The long-rumored expansion to the FCS playoffs came true late Friday of last week. Starting in 2010, the NEC and Big South will have automatic bids into the FCS playoffs, and NEC schools and Big South schools couldn't be more delighted with the announcement.

Below, I list the three immediate impacts that playoff expansion has on the Patriot League from my perspective.

Impacts
  1. The NEC and the Big South will be offering more free education. With their brand-new shot at the FCS championship, you can bet that neither league will stand pat and not want to compete. The NEC is likely to bump up their scholarship levels - right now they offer 30, and it's likely to be bumped up to 45 in 2009, and maybe even 63 come 2010. They may find some level of resistance from the smaller schools in their league, like St. Francis (PA) and Sacred Heart, but the pressure of competition is probably too great. Similarly, Big South schools also haven't always been funding a full array of scholarships either, but the pressure on VMI, Gardner-Webb and Charleston Southern will be enormous to "cowboy up" with schools that are already there or close to it: Coastal Carolina, Liberty and Stony Brook.
  2. Any recruiting advantage of "playing for a national championship" will disappear with NEC schools.

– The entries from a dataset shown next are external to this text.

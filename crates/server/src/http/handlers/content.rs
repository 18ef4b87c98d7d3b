use axum::{
    extract::{Path, State},
    Json,
};
use cms::Cms;
use domain::{
    blocks_to_text, reading_time, table_of_contents, Article, AuthorProfile, Category, EntityId,
    Partner, ReadingTime, Relation, Tag, TocEntry, User,
};
use serde::Serialize;
use tracing::{debug, warn};

use super::auth::UserView;
use crate::error::ApiError;
use crate::session::Session;

#[derive(Debug, Serialize)]
#[serde(rename_all = "camelCase")]
pub struct HomeView {
    pub hero: Vec<Article>,
    pub latest: Vec<Article>,
    pub categories: Vec<Category>,
}

#[derive(Debug, Serialize)]
#[serde(rename_all = "camelCase")]
pub struct NavigationView {
    pub categories: Vec<Category>,
    pub user: Option<UserView>,
}

#[derive(Debug, Serialize)]
#[serde(rename_all = "camelCase")]
pub struct ArticleView {
    pub article: Article,
    pub table_of_contents: Vec<TocEntry>,
    pub reading_time: ReadingTime,
    pub is_authenticated: bool,
    pub comment_relation: Relation,
}

#[derive(Debug, Serialize)]
#[serde(rename_all = "camelCase")]
pub struct CategoryView {
    pub category: Category,
    pub category_ids: Vec<EntityId>,
    pub articles: Vec<Article>,
}

/// Signed-in user for page chrome. Any failure just means "signed out".
async fn current_user(cms: &Cms, session: &Session) -> Option<User> {
    let jwt = session.token()?;
    match cms.me(jwt).await {
        Ok(user) => Some(user),
        Err(e) => {
            debug!("Ignoring session for page render: {}", e);
            None
        }
    }
}

pub async fn home(State(cms): State<Cms>) -> Result<Json<HomeView>, ApiError> {
    let (articles, categories) =
        futures::try_join!(cms.latest_articles(), cms.root_categories())
            .map_err(|e| ApiError::upstream("Failed to load homepage.", e))?;
    let (hero, latest) = Article::split_hero(articles);
    Ok(Json(HomeView {
        hero,
        latest,
        categories,
    }))
}

pub async fn navigation(State(cms): State<Cms>, session: Session) -> Json<NavigationView> {
    let (categories, user) =
        futures::join!(cms.root_categories(), current_user(&cms, &session));

    // 菜单加载失败不影响页面
    let categories = categories.unwrap_or_else(|e| {
        warn!("Navigation categories unavailable: {}", e);
        Vec::new()
    });

    Json(NavigationView {
        categories,
        user: user.map(UserView::from),
    })
}

pub async fn article(
    State(cms): State<Cms>,
    session: Session,
    Path(slug): Path<String>,
) -> Result<Json<ArticleView>, ApiError> {
    let (article, user) =
        futures::join!(cms.article_by_slug(&slug), current_user(&cms, &session));
    let article = article
        .map_err(|e| ApiError::upstream("Failed to load article.", e))?
        .ok_or_else(|| ApiError::NotFound(format!("Article '{}' not found", slug)))?;

    let text = blocks_to_text(&article.body);
    Ok(Json(ArticleView {
        table_of_contents: table_of_contents(&article.body),
        reading_time: reading_time(&text),
        is_authenticated: user.is_some(),
        comment_relation: Relation::article(article.id),
        article,
    }))
}

/// Articles filed under the category or anywhere beneath it.
pub async fn category(
    State(cms): State<Cms>,
    Path(slug): Path<String>,
) -> Result<Json<CategoryView>, ApiError> {
    let category = cms
        .category_with_descendants(&slug)
        .await
        .map_err(|e| ApiError::upstream("Failed to load category.", e))?
        .ok_or_else(|| ApiError::NotFound(format!("Category '{}' not found", slug)))?;

    let category_ids = category.descendant_ids();
    let articles = cms
        .articles_in_categories(&category_ids)
        .await
        .map_err(|e| ApiError::upstream("Failed to load category articles.", e))?;

    Ok(Json(CategoryView {
        category,
        category_ids,
        articles,
    }))
}

pub async fn tag(
    State(cms): State<Cms>,
    Path(slug): Path<String>,
) -> Result<Json<Tag>, ApiError> {
    let tag = cms
        .tag_by_slug(&slug)
        .await
        .map_err(|e| ApiError::upstream("Failed to load tag.", e))?
        .ok_or_else(|| ApiError::NotFound(format!("Tag '{}' not found", slug)))?;
    Ok(Json(tag))
}

pub async fn author(
    State(cms): State<Cms>,
    Path(slug): Path<String>,
) -> Result<Json<AuthorProfile>, ApiError> {
    let author = cms
        .author_by_slug(&slug)
        .await
        .map_err(|e| ApiError::upstream("Failed to load author.", e))?
        .ok_or_else(|| ApiError::NotFound(format!("Author '{}' not found", slug)))?;
    Ok(Json(author))
}

pub async fn partners(State(cms): State<Cms>) -> Result<Json<Vec<Partner>>, ApiError> {
    let partners = cms
        .partners()
        .await
        .map_err(|e| ApiError::upstream("Failed to load partners.", e))?;
    Ok(Json(partners))
}
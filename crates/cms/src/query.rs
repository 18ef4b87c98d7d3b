//! Query strings in the CMS's nested bracket dialect.
//!
//! `{ "filters": { "slug": { "$eq": "a b" } }, "fields": ["slug"] }` becomes
//! `filters[slug][$eq]=a%20b&fields[]=slug`. Keys go out verbatim, values are
//! percent-encoded (RFC 3986 unreserved set kept).

use percent_encoding::{utf8_percent_encode, AsciiSet, NON_ALPHANUMERIC};
use serde_json::Value;

const VALUE: &AsciiSet = &NON_ALPHANUMERIC
    .remove(b'-')
    .remove(b'_')
    .remove(b'.')
    .remove(b'~');

pub fn to_query_string(query: &Value) -> String {
    let mut pairs = Vec::new();
    if let Value::Object(map) = query {
        for (key, value) in map {
            flatten(key, value, &mut pairs);
        }
    }
    pairs
        .into_iter()
        .map(|(k, v)| format!("{}={}", k, v))
        .collect::<Vec<_>>()
        .join("&")
}

fn flatten(prefix: &str, value: &Value, out: &mut Vec<(String, String)>) {
    match value {
        Value::Object(map) => {
            for (key, inner) in map {
                flatten(&format!("{}[{}]", prefix, key), inner, out);
            }
        }
        Value::Array(items) => {
            let key = format!("{}[]", prefix);
            for item in items {
                flatten(&key, item, out);
            }
        }
        Value::String(s) => out.push((prefix.to_string(), encode(s))),
        Value::Number(n) => out.push((prefix.to_string(), n.to_string())),
        Value::Bool(b) => out.push((prefix.to_string(), b.to_string())),
        Value::Null => out.push((prefix.to_string(), String::new())),
    }
}

fn encode(s: &str) -> String {
    utf8_percent_encode(s, VALUE).to_string()
}
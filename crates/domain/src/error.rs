use crate::models::EntityId;
use thiserror::Error;

#[derive(Debug, Clone, PartialEq, Eq, Error)]
pub enum DomainError {
    #[error("Comment content cannot be empty")]
    EmptyContent,

    /// Required input absent; carries the user-facing message.
    #[error("{0}")]
    Missing(&'static str),

    #[error("Invalid relation '{0}', expected '<collection uid>:<id>'")]
    InvalidRelation(String),

    #[error("Parent comment {0} is not part of this thread")]
    UnknownParent(EntityId),

    #[error("Passwords do not match.")]
    PasswordMismatch,

    #[error("Password must be at least {0} characters.")]
    PasswordTooShort(usize),
}
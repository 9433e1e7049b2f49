//! Platform resolution and vendor link selection
//!
//! Maps raw provider records onto the closed platform allow-list. Anything
//! that cannot be attributed to a known vendor is dropped by the caller.

use crate::search::RawProduct;
use crate::types::Platform;

/// Source-hint substrings in resolution priority order
///
/// "instamart" sits before "swiggy" so both spellings land on the same
/// platform; the first matching hint wins.
const SOURCE_HINTS: &[(&str, Platform)] = &[
    ("amazon", Platform::Amazon),
    ("blinkit", Platform::Blinkit),
    ("zepto", Platform::Zepto),
    ("instamart", Platform::SwiggyInstamart),
    ("swiggy", Platform::SwiggyInstamart),
];

/// URL fragments per platform, checked in this order after source hints
///
/// Swiggy Instamart is handled separately because a swiggy.com URL only
/// counts when it also mentions instamart (swiggy.com alone is food delivery).
const BLINKIT_DOMAINS: &[&str] = &["blinkit.com", "blinkit.app.link", "grofers.com"];
const ZEPTO_DOMAINS: &[&str] = &["zeptonow.com", "zepto.app.link"];
const JIOMART_DOMAINS: &[&str] = &["jiomart.com"];
const BIGBASKET_DOMAINS: &[&str] = &["bigbasket.com"];
const AMAZON_DOMAINS: &[&str] = &["amazon.in", "amazon.com", "amzn.in", "amzn.to"];

/// Maps a raw offer's URL and reported source onto the allow-list
///
/// Returns `None` when the offer belongs to no known platform.
pub fn resolve_platform(url: &str, source: Option<&str>) -> Option<Platform> {
    if let Some(source) = source {
        let source = source.to_lowercase();
        for (needle, platform) in SOURCE_HINTS {
            if source.contains(needle) {
                return Some(*platform);
            }
        }
    }

    let url = url.to_lowercase();
    if url.contains("swiggy.com") && url.contains("instamart") {
        return Some(Platform::SwiggyInstamart);
    }
    if BLINKIT_DOMAINS.iter().any(|d| url.contains(d)) {
        return Some(Platform::Blinkit);
    }
    if ZEPTO_DOMAINS.iter().any(|d| url.contains(d)) {
        return Some(Platform::Zepto);
    }
    if JIOMART_DOMAINS.iter().any(|d| url.contains(d)) {
        return Some(Platform::JioMartGrocery);
    }
    if BIGBASKET_DOMAINS.iter().any(|d| url.contains(d)) {
        return Some(Platform::BigBasket);
    }
    if AMAZON_DOMAINS.iter().any(|d| url.contains(d)) {
        return Some(Platform::Amazon);
    }

    None
}

/// Fragment that marks a link as pointing directly at the vendor's own site
fn domain_hint(platform: Platform) -> &'static str {
    match platform {
        Platform::Amazon => "amazon.",
        Platform::Blinkit => "blinkit.",
        Platform::Zepto => "zepto",
        Platform::SwiggyInstamart => "swiggy.com",
        Platform::JioMartGrocery => "jiomart.",
        Platform::BigBasket => "bigbasket.",
    }
}

/// Collects candidate links from a raw record in field priority order:
/// top-level link, product link, then nested seller links
fn link_candidates(raw: &RawProduct) -> Vec<&str> {
    let mut candidates: Vec<&str> = Vec::new();
    for link in [raw.link.as_deref(), raw.product_link.as_deref()] {
        if let Some(link) = link {
            if !link.is_empty() {
                candidates.push(link);
            }
        }
    }
    if let Some(sellers) = &raw.sellers {
        for seller in sellers {
            if let Some(link) = seller.link.as_deref() {
                if !link.is_empty() {
                    candidates.push(link);
                }
            }
        }
    }
    candidates
}

/// First usable link on a raw record, used as the resolution input
pub fn primary_link(raw: &RawProduct) -> Option<&str> {
    link_candidates(raw).into_iter().next()
}

/// Picks the most direct vendor link for an already-resolved platform
///
/// Prefers the first candidate on the platform's own domain, then the first
/// candidate of any kind, then `fallback` (normally the storefront home).
pub fn choose_link(platform: Platform, raw: &RawProduct, fallback: &str) -> String {
    let candidates = link_candidates(raw);
    let hint = domain_hint(platform);

    if let Some(direct) = candidates.iter().find(|c| c.to_lowercase().contains(hint)) {
        return (*direct).to_string();
    }

    candidates
        .first()
        .map(|c| (*c).to_string())
        .unwrap_or_else(|| fallback.to_string())
}
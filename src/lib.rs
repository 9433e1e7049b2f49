//! Price Comparison MCP Library
//!
//! Compares product prices across Amazon and Indian quick-commerce platforms
//! (Blinkit, Zepto, Swiggy Instamart, JioMart, BigBasket): one Google
//! Shopping search via Serper, then a pure filtering and ranking pipeline.
//!
//! # Usage as Library
//!
//! ```rust,ignore
//! use std::sync::Arc;
//! use price_compare_mcp::{Config, PriceCompareMcpServer, SerperClient};
//!
//! let config = Config::from_env();
//! let search = Arc::new(SerperClient::new(config.serper_api_key.clone()));
//! let server = PriceCompareMcpServer::new(search, config);
//! // Serve via stdio or mount over streamable HTTP
//! ```
//!
//! - Queries are normalized (filler phrases stripped, pack size extracted)
//! - Offers are resolved against a closed platform allow-list
//! - Variant and quantity filters narrow but never empty the result set

pub mod config;
pub mod pipeline;
pub mod search;
pub mod server;
pub mod types;
pub mod web;

// Re-export the main entry points
pub use config::Config;
pub use search::serper::SerperClient;
pub use server::PriceCompareMcpServer;
pub use types::{Platform, PriceComparisonResult, PriceResult};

Patriot League recruiting is hard and becoming harder with more and more free education around them with the full array of NEC schools and Stony Brook. But there was always that autobid that the Patriot League could always dangle in front of a recruit to say that "we have access to the championship, and if you go to Central Connecticut State you very likely won't have that chance." In 2010, that recruiting advantage is gone.
  3. If nothing is done, the Patriot League will continue to slide. A long-overdue overhaul of the AI - very likely simply the formal adoption of an Ivy League-like banding system - may seem like enough to the Patriot League presidents to stay competitive. But it's clearly not the solution, with more and more free education luring away the remaining middle-class students that may want to look at a Patriot League education but are put off by the need to apply for financial aid. A partial scholarship model, with a strict Academic Index, mostly need-based aid for football players combined and some scholarships to get good middle-class students, could be a powerful combination competitively, while still keeping academic integrity intact and increasing economic diversity. But if solutions like that aren't considered - or if AI reform is considered "good enough" - we could see what Lafayette head coach Frank Tavani feared most: that things might be "staying the same [while we] watch the level of play diminish".

Comments

Anonymous said…
the pl most definatly needs to adjust or wont be able to compete against the caa and other elite conferences.


where are your pics from the brown/white game? you took some good ones last year and i've been looking forward to seeing this years batch.
LehighWrestling said…
Hello, When will the Lehigh brown and white pics be up?
Anonymous said…
Al Pierce was your best defender last year, by far.

If he impressed you guys the most during the spring game I assume you mean most improvement... and that makes me nervous.